As a Dutch person I find your perception of Amsterdam as the ultimate den of vice somewhere between offensive and hilarious.

I live in a small market town in Suffolk and I know where I could get weed any time I wanted (I don't). Amsterdam is a lovely city, safe for tourists, with a lively music and cultural scene and excellent places to eat.

fishfingersandtoes · 09/10/2023 19:08

YANBU to feel worried
YABU to think you can have any control over this situation.
Make sure she knows she can contact you if she's in trouble.

Dairywairy · 09/10/2023 19:08

She’s a “teenager”? She’s an adult. Many people live alone at 19. Some even become parents themselves. She’ll be fine.

TizerorFizz · 09/10/2023 19:09

I find it surprising that parents don’t know DC well enough to know they are ok. If she uses drugs now, then she might in Amsterdam. If she doesn’t, what’s the issue? I’d try and meet the boyfriend though. She should be capable of travelling without mum and dad and making sensible decisions. There are such things as face time to keep in touch.

Rewis · 09/10/2023 19:09

You're not unreasonable for feeling worried and uncomfortable. Just cause your daughter is 19 it doesn't mean you can't feel worried about her traveling with a random dude she's known for a few months. However, you can't and shouldn't do anything about it other than talk to her about being sensible.and to contact you with anything.
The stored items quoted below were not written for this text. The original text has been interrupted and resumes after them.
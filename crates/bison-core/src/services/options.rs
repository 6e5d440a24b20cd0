//! Dropdown option loaders
//!
//! Each loader lists one entity type and turns it into `{name, value}`
//! pairs. Loaders never fail: errors are reported and yield no options.

use crate::clients::{ApiRequest, ApiTransport};
use crate::constants::OPTIONS_PAGE_SIZE;
use crate::error::BisonError;
use crate::params::value_as_string;
use crate::response::unwrap_data;
use crate::workflow::{ExecutionEvent, ExecutionObserver};
use serde::{Deserialize, Serialize};
use serde_json::Value;
use std::fmt;
use std::str::FromStr;
use std::sync::Arc;

#[derive(Debug, Clone, PartialEq, Eq, Serialize, Deserialize)]
pub struct OptionEntry {
    pub name: String,
    pub value: String,
}

#[derive(Debug, Clone, Copy, PartialEq, Eq, Hash)]
pub enum OptionSource {
    Leads,
    Campaigns,
    SenderEmails,
    Workspaces,
    Tags,
}

impl OptionSource {
    pub const ALL: [OptionSource; 5] = [
        OptionSource::Leads,
        OptionSource::Campaigns,
        OptionSource::SenderEmails,
        OptionSource::Workspaces,
        OptionSource::Tags,
    ];

    pub fn as_str(&self) -> &'static str {
        match self {
            OptionSource::Leads => "getLeads",
            OptionSource::Campaigns => "getCampaigns",
            OptionSource::SenderEmails => "getSenderEmails",
            OptionSource::Workspaces => "getWorkspaces",
            OptionSource::Tags => "getTags",
        }
    }

    fn path(&self) -> &'static str {
        match self {
            OptionSource::Leads => "/leads",
            OptionSource::Campaigns => "/campaigns",
            OptionSource::SenderEmails => "/sender-emails",
            OptionSource::Workspaces => "/workspaces/v1.1",
            OptionSource::Tags => "/tags",
        }
    }

    /// Label shown in the dropdown; `None` when the entity has no id
    fn label(&self, entity: &Value) -> Option<OptionEntry> {
        let id = value_as_string(entity.get("id")?)?;
        let field = |key: &str| entity.get(key).and_then(value_as_string);

        let name = match self {
            OptionSource::Leads => format!(
                "{} {} - {} (ID: {})",
                field("first_name").unwrap_or_default(),
                field("last_name").unwrap_or_default(),
                field("email").unwrap_or_default(),
                id
            )
            .trim()
            .to_string(),
            OptionSource::Campaigns => format!(
                "{} - {} (ID: {})",
                field("name").unwrap_or_default(),
                field("status").unwrap_or_else(|| "N/A".to_string()),
                id
            ),
            OptionSource::SenderEmails => format!(
                "{} - {} (ID: {})",
                field("email").unwrap_or_default(),
                field("name").unwrap_or_else(|| "N/A".to_string()),
                id
            ),
            OptionSource::Workspaces | OptionSource::Tags => {
                format!("{} (ID: {})", field("name").unwrap_or_default(), id)
            }
        };

        Some(OptionEntry { name, value: id })
    }
}

impl fmt::Display for OptionSource {
    fn fmt(&self, f: &mut fmt::Formatter<'_>) -> fmt::Result {
        f.write_str(self.as_str())
    }
}

impl FromStr for OptionSource {
    type Err = BisonError;

    /// Accepts both `getTags` and the short `tags`
    fn from_str(s: &str) -> Result<Self, Self::Err> {
        OptionSource::ALL
            .into_iter()
            .find(|source| {
                source.as_str() == s
                    || source.as_str().trim_start_matches("get").eq_ignore_ascii_case(s)
            })
            .ok_or_else(|| BisonError::validation(format!("Unknown option source '{}'", s)))
    }
}

pub struct OptionsService<T: ApiTransport> {
    transport: T,
    observer: Arc<dyn ExecutionObserver>,
}

impl<T: ApiTransport> OptionsService<T> {
    pub fn new(transport: T, observer: Arc<dyn ExecutionObserver>) -> Self {
        Self { transport, observer }
    }

    pub async fn load(&self, source: OptionSource) -> Vec<OptionEntry> {
        let request = ApiRequest::get(source.path())
            .query("limit", OPTIONS_PAGE_SIZE)
            .query("per_page", OPTIONS_PAGE_SIZE);

        let body = match self.transport.send(request).await {
            Ok(body) => body,
            Err(e) => {
                self.report(source, e.to_string());
                return Vec::new();
            }
        };

        match unwrap_data(body) {
            Value::Array(entities) => entities.iter().filter_map(|e| source.label(e)).collect(),
            other => {
                self.report(source, format!("response is not an array: {}", other));
                Vec::new()
            }
        }
    }

    fn report(&self, source: OptionSource, error: String) {
        self.observer.record(ExecutionEvent::OptionsLoadFailed {
            source: source.as_str().to_string(),
            error,
        });
    }
}
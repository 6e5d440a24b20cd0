//! Lead operations through the full executor

mod common;

use bison_core::clients::HttpMethod;
use bison_core::workflow::{DependentStep, ExecutionEvent, MemoryObserver, NodeExecutor};
use common::{params, MockTransport};
use serde_json::json;
use std::sync::Arc;

fn executor(
    transport: &Arc<MockTransport>,
    observer: &Arc<MemoryObserver>,
) -> NodeExecutor<Arc<MockTransport>> {
    NodeExecutor::new(transport.clone()).with_observer(observer.clone())
}

#[tokio::test]
async fn test_create_lead_then_attach_tags() {
    let transport = Arc::new(
        MockTransport::new()
            .with_response(
                HttpMethod::Post,
                "/leads",
                json!({"data": {"id": 42, "email": "ada@example.com"}}),
            )
            .with_response(
                HttpMethod::Post,
                "/tags/attach-to-leads",
                json!({"data": {"success": true}}),
            ),
    );
    let observer = Arc::new(MemoryObserver::new());

    let input = params(json!({
        "resource": "lead",
        "operation": "create",
        "email": "ada@example.com",
        "firstName": "Ada",
        "lastName": "",
        "tags": [5, 7],
    }));

    let output = executor(&transport, &observer).execute(&input, 1).await.unwrap();

    assert_eq!(output.len(), 1);
    assert_eq!(output[0].json, json!({"id": 42, "email": "ada@example.com"}));
    assert_eq!(transport.calls(), vec!["POST /leads", "POST /tags/attach-to-leads"]);

    // Tags never travel with the lead itself
    assert_eq!(transport.body_of(0), json!({"email": "ada@example.com", "first_name": "Ada"}));
    assert_eq!(transport.body_of(1), json!({"lead_ids": [42], "tag_ids": [5, 7]}));
    assert!(observer.dependent_failures().is_empty());
}

#[tokio::test]
async fn test_tag_attach_failure_keeps_the_lead() {
    let transport = Arc::new(
        MockTransport::new()
            .with_response(HttpMethod::Post, "/leads", json!({"data": {"id": 42}}))
            .with_failure(
                HttpMethod::Post,
                "/tags/attach-to-leads",
                422,
                "The selected tag ids is invalid.",
            ),
    );
    let observer = Arc::new(MemoryObserver::new());

    let input = params(json!({
        "resource": "lead",
        "operation": "create",
        "email": "ada@example.com",
        "tags": "5, 7",
    }));

    let output = executor(&transport, &observer).execute(&input, 1).await.unwrap();

    assert_eq!(output.len(), 1);
    assert!(!output[0].is_error());
    assert_eq!(output[0].json["id"], 42);

    let failures = observer.dependent_failures();
    assert_eq!(failures.len(), 1);
    assert_eq!(failures[0].0, 0);
    assert_eq!(failures[0].1, DependentStep::AttachTags);
    assert!(failures[0].2.contains("tag ids is invalid"));
}

#[tokio::test]
async fn test_create_without_tags_is_a_single_call() {
    let transport =
        Arc::new(MockTransport::new().with_response(HttpMethod::Post, "/leads", json!({"id": 1})));
    let observer = Arc::new(MemoryObserver::new());

    let input = params(json!({
        "resource": "lead",
        "operation": "create",
        "email": "grace@example.com",
        "customFields": {"field": [{"key": "industry", "value": "Navy"}]},
    }));

    executor(&transport, &observer).execute(&input, 1).await.unwrap();

    assert_eq!(transport.calls(), vec!["POST /leads"]);
    assert_eq!(transport.body_of(0)["custom_fields"], json!({"industry": "Navy"}));
}

#[tokio::test]
async fn test_garbage_tag_tokens_are_reported_not_sent() {
    let transport = Arc::new(
        MockTransport::new()
            .with_response(HttpMethod::Post, "/leads", json!({"data": {"id": 8}}))
            .with_response(HttpMethod::Post, "/tags/attach-to-leads", json!({})),
    );
    let observer = Arc::new(MemoryObserver::new());

    let input = params(json!({
        "resource": "lead",
        "operation": "create",
        "email": "x@example.com",
        "tags": "3,vip",
    }));

    executor(&transport, &observer).execute(&input, 1).await.unwrap();

    assert_eq!(transport.body_of(1)["tag_ids"], json!([3]));
    assert!(observer.events().contains(&ExecutionEvent::IdTokensDropped {
        item_index: 0,
        parameter: "tags".to_string(),
        tokens: vec!["vip".to_string()],
    }));
}

#[tokio::test]
async fn test_create_requires_email_before_any_call() {
    let transport = Arc::new(MockTransport::new());
    let observer = Arc::new(MemoryObserver::new());

    let input = params(json!({"resource": "lead", "operation": "create", "email": "  "}));
    let err = executor(&transport, &observer).execute(&input, 1).await.unwrap_err();

    assert!(err.is_validation());
    assert!(transport.calls().is_empty());
}

#[tokio::test]
async fn test_update_attaches_tags_to_the_given_lead() {
    let transport = Arc::new(
        MockTransport::new()
            .with_response(
                HttpMethod::Patch,
                "/leads/17",
                json!({"data": {"id": 17, "company": "Acme"}}),
            )
            .with_response(HttpMethod::Post, "/tags/attach-to-leads", json!({})),
    );
    let observer = Arc::new(MemoryObserver::new());

    let input = params(json!({
        "resource": "lead",
        "operation": "update",
        "leadId": "17",
        "company": "Acme",
        "tags": ["2"],
    }));

    let output = executor(&transport, &observer).execute(&input, 1).await.unwrap();

    assert_eq!(output[0].json["company"], "Acme");
    assert_eq!(transport.calls(), vec!["PATCH /leads/17", "POST /tags/attach-to-leads"]);
    assert_eq!(transport.body_of(0), json!({"company": "Acme"}));
    assert_eq!(transport.body_of(1), json!({"lead_ids": [17], "tag_ids": [2]}));
}

#[tokio::test]
async fn test_get_many_sends_filters_and_limit() {
    let transport = Arc::new(MockTransport::new().with_response(
        HttpMethod::Get,
        "/leads",
        json!({"data": [{"id": 1}, {"id": 2}, {"id": 3}]}),
    ));
    let observer = Arc::new(MemoryObserver::new());

    let input = params(json!({
        "resource": "lead",
        "operation": "getMany",
        "limit": 2,
        "search": "acme",
        "filters": {
            "lead_campaign_status": "replied",
            "verification_statuses": ["verified", "risky"],
            "tag_ids": "4,5",
            "without_tags": false,
        },
    }));

    let output = executor(&transport, &observer).execute(&input, 1).await.unwrap();

    // Upstream may ignore the limit; output is still capped
    assert_eq!(output.len(), 2);

    let request = &transport.requests()[0];
    assert_eq!(request.query_value("limit"), Some("2"));
    assert_eq!(request.query_value("search"), Some("acme"));
    assert_eq!(request.query_value("filters[lead_campaign_status]"), Some("replied"));
    let statuses: Vec<_> = request
        .query
        .iter()
        .filter(|(k, _)| k == "filters[verification_statuses][]")
        .map(|(_, v)| v.as_str())
        .collect();
    assert_eq!(statuses, vec!["verified", "risky"]);
    assert_eq!(
        request.query.iter().filter(|(k, _)| k == "filters[tag_ids][]").count(),
        2
    );
    assert_eq!(request.query_value("filters[without_tags]"), None);
}

#[tokio::test]
async fn test_attach_tags_requires_both_lists() {
    let transport = Arc::new(MockTransport::new());
    let observer = Arc::new(MemoryObserver::new());

    let input = params(json!({
        "resource": "lead",
        "operation": "attachTags",
        "leadIds": "1,2",
        "tagIds": "",
    }));
    let err = executor(&transport, &observer).execute(&input, 1).await.unwrap_err();

    assert!(err.to_string().contains("tag ID"));
    assert!(transport.calls().is_empty());
}

#[tokio::test]
async fn test_delete_acknowledges_with_id() {
    let transport = Arc::new(MockTransport::new().with_response(
        HttpMethod::Delete,
        "/leads/9",
        json!(null),
    ));
    let observer = Arc::new(MemoryObserver::new());

    let input = params(json!({"resource": "lead", "operation": "delete", "leadId": 9}));
    let output = executor(&transport, &observer).execute(&input, 1).await.unwrap();

    assert_eq!(output[0].json, json!({"success": true, "id": "9"}));
}
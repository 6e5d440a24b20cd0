/// Node constants

/// Credential type name the host stores the server URL and token under
pub const CREDENTIAL_NAME: &str = "emailBisonApi";

/// Server used when the credentials do not name one
pub const DEFAULT_SERVER_URL: &str = "https://send.topoffunnel.com";

/// Request timeout applied by the HTTP client
pub const DEFAULT_TIMEOUT_SECS: u64 = 30;

/// Default page size for "get many" operations when not returning all
pub const DEFAULT_LIMIT: u64 = 50;

/// Upper bound on pages followed when returning all records
pub const MAX_PAGES: u32 = 500;

/// Page size requested by dropdown option loaders
pub const OPTIONS_PAGE_SIZE: u64 = 100;
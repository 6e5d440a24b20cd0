//! EmailBison Core Library
//!
//! Operation handlers for the EmailBison cold-email API: parameter
//! normalization, request building, dispatch, composite flows and the
//! per-item execution loop.

pub mod clients;
pub mod config;
pub mod constants;
pub mod error;
pub mod params;
pub mod payload;
pub mod resources;
pub mod response;
pub mod services;
pub mod workflow;

pub use clients::{ApiRequest, ApiTransport, EmailBisonClient, HttpMethod};
pub use config::BisonConfig;
pub use error::{BisonError, Result};
pub use params::{IdList, IdListInput, ParameterSource, Params, StaticParameters};
pub use services::{OptionEntry, OptionSource, OptionsService};
pub use workflow::{
    DependentStep, DependentStepError, ExecutionEvent, ExecutionObserver, LogObserver,
    MemoryObserver, NodeExecutor, Outcome,
};

pub use bison_types::{NodeDescription, NodeOperation, OutputItem, Resource};
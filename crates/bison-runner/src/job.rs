//! Job files: one node execution described as JSON
//!
//! ```json
//! {
//!   "resource": "lead",
//!   "operation": "create",
//!   "continueOnFail": true,
//!   "parameters": { "email": "ada@example.com" },
//!   "items": [ { "firstName": "Ada" }, { "email": "grace@example.com" } ]
//! }
//! ```
//!
//! `parameters` apply to every item; each entry of `items` overrides them
//! for that item only.

use anyhow::{Context, Result};
use bison_core::StaticParameters;
use serde::{Deserialize, Serialize};
use serde_json::{Map, Value};
use std::path::Path;

#[derive(Debug, Clone, Serialize, Deserialize)]
#[serde(rename_all = "camelCase")]
pub struct JobFile {
    pub resource: String,
    pub operation: String,
    #[serde(default)]
    pub continue_on_fail: Option<bool>,
    #[serde(default)]
    pub parameters: Map<String, Value>,
    #[serde(default)]
    pub items: Vec<Map<String, Value>>,
}

impl JobFile {
    pub fn from_file(path: &Path) -> Result<Self> {
        let content = std::fs::read_to_string(path)
            .with_context(|| format!("Failed to read job file {}", path.display()))?;
        serde_json::from_str(&content)
            .with_context(|| format!("Failed to parse job file {}", path.display()))
    }

    /// Parameters as the executor reads them, `resource`/`operation` included
    pub fn into_parameters(self) -> StaticParameters {
        let mut params = StaticParameters::new(self.parameters);
        params.set("resource", Value::String(self.resource));
        params.set("operation", Value::String(self.operation));
        params.items = self.items;
        params
    }
}
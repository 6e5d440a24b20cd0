//! Error types for the EmailBison node

use bison_types::UnsupportedOperation;
use thiserror::Error;

/// Main error type for all node operations
#[derive(Error, Debug)]
pub enum BisonError {
    #[error("HTTP request failed: {0}")]
    Http(#[from] reqwest::Error),

    #[error("JSON parsing failed: {0}")]
    Json(#[from] serde_json::Error),

    #[error("Configuration error: {0}")]
    Config(String),

    #[error("Authentication failed: {0}")]
    Auth(String),

    #[error("Validation failed: {0}")]
    Validation(String),

    #[error(transparent)]
    Unsupported(#[from] UnsupportedOperation),

    #[error("EmailBison API error (status {status}): {message}")]
    Upstream { status: u16, message: String },

    #[error("File system error: {0}")]
    Io(#[from] std::io::Error),
}

impl BisonError {
    pub fn validation(message: impl Into<String>) -> Self {
        BisonError::Validation(message.into())
    }

    /// Validation failures and unsupported operations are both input
    /// problems: fatal to the item and never worth retrying.
    pub fn is_validation(&self) -> bool {
        matches!(self, BisonError::Validation(_) | BisonError::Unsupported(_))
    }

    pub fn status(&self) -> Option<u16> {
        match self {
            BisonError::Upstream { status, .. } => Some(*status),
            BisonError::Http(e) => e.status().map(|s| s.as_u16()),
            _ => None,
        }
    }
}

impl From<::config::ConfigError> for BisonError {
    fn from(e: ::config::ConfigError) -> Self {
        BisonError::Config(e.to_string())
    }
}

/// Result type for node operations
pub type Result<T> = std::result::Result<T, BisonError>;
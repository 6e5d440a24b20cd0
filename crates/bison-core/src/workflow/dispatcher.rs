//! Resource × operation dispatch
//!
//! Host-supplied names are resolved once against a table built from the
//! closed operation enums; dispatch itself is an exhaustive `match`.

use crate::error::Result;
use crate::resources::{
    blacklists::{self, BlacklistKind},
    campaigns, email_accounts, leads, replies, sequence_steps, tags, webhooks, workspaces,
    OperationContext,
};
use bison_types::{NodeOperation, UnsupportedOperation};
use once_cell::sync::Lazy;
use serde_json::Value;
use std::collections::HashMap;

type OperationTable = HashMap<&'static str, HashMap<&'static str, NodeOperation>>;

static OPERATIONS: Lazy<OperationTable> = Lazy::new(|| {
    let mut table = OperationTable::new();
    for operation in NodeOperation::all() {
        table
            .entry(operation.resource().as_str())
            .or_default()
            .insert(operation.operation_name(), operation);
    }
    table
});

/// Map host names onto a supported operation
pub fn resolve(
    resource: &str,
    operation: &str,
) -> std::result::Result<NodeOperation, UnsupportedOperation> {
    let operations = OPERATIONS
        .get(resource)
        .ok_or_else(|| UnsupportedOperation::Resource(resource.to_string()))?;

    operations
        .get(operation)
        .copied()
        .ok_or_else(|| UnsupportedOperation::Operation {
            resource: resource.to_string(),
            operation: operation.to_string(),
        })
}

/// Run one operation for the item held by `ctx`
pub async fn dispatch(ctx: &OperationContext<'_>, operation: NodeOperation) -> Result<Vec<Value>> {
    match operation {
        NodeOperation::Lead(op) => leads::execute(ctx, op).await,
        NodeOperation::Campaign(op) => campaigns::execute(ctx, op).await,
        NodeOperation::EmailAccount(op) => email_accounts::execute(ctx, op).await,
        NodeOperation::Tag(op) => tags::execute(ctx, op).await,
        NodeOperation::Workspace(op) => workspaces::execute(ctx, op).await,
        NodeOperation::Webhook(op) => webhooks::execute(ctx, op).await,
        NodeOperation::SequenceStep(op) => sequence_steps::execute(ctx, op).await,
        NodeOperation::Reply(op) => replies::execute(ctx, op).await,
        NodeOperation::BlacklistedEmail(op) => {
            blacklists::execute(ctx, BlacklistKind::Email, op).await
        }
        NodeOperation::BlacklistedDomain(op) => {
            blacklists::execute(ctx, BlacklistKind::Domain, op).await
        }
    }
}

#[cfg(test)]
mod tests {
    use super::*;
    use bison_types::{BlacklistOperation, CampaignOperation, Resource};

    #[test]
    fn test_resolve_known_pairs() {
        assert_eq!(
            resolve("campaign", "addSequenceStep").unwrap(),
            NodeOperation::Campaign(CampaignOperation::AddSequenceStep)
        );
        assert_eq!(
            resolve("blacklistedDomain", "getMany").unwrap(),
            NodeOperation::BlacklistedDomain(BlacklistOperation::GetMany)
        );
    }

    #[test]
    fn test_resolve_rejects_unknown_names() {
        assert_eq!(
            resolve("invoice", "create").unwrap_err(),
            UnsupportedOperation::Resource("invoice".to_string())
        );

        let err = resolve("webhook", "getMany").unwrap_err();
        assert_eq!(
            err.to_string(),
            "The operation \"getMany\" is not supported for resource \"webhook\"!"
        );
    }

    #[test]
    fn test_table_covers_every_resource() {
        for resource in Resource::ALL {
            assert!(OPERATIONS.contains_key(resource.as_str()), "{} missing", resource);
        }
        let total: usize = OPERATIONS.values().map(HashMap::len).sum();
        assert_eq!(total, NodeOperation::all().len());
    }
}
Sugarfish · 09/10/2023 19:09

She’s an adult, she’ll be fine. Amsterdam is a great place and it’s really safe there. Unless you think he’s gonna nick her passport and sell her to a pimp in the red light district you have nothing to worry about.

3 months, they’ll be in the honeymoon period. Probably just be excited about shagging in a foreign country with no one they know around.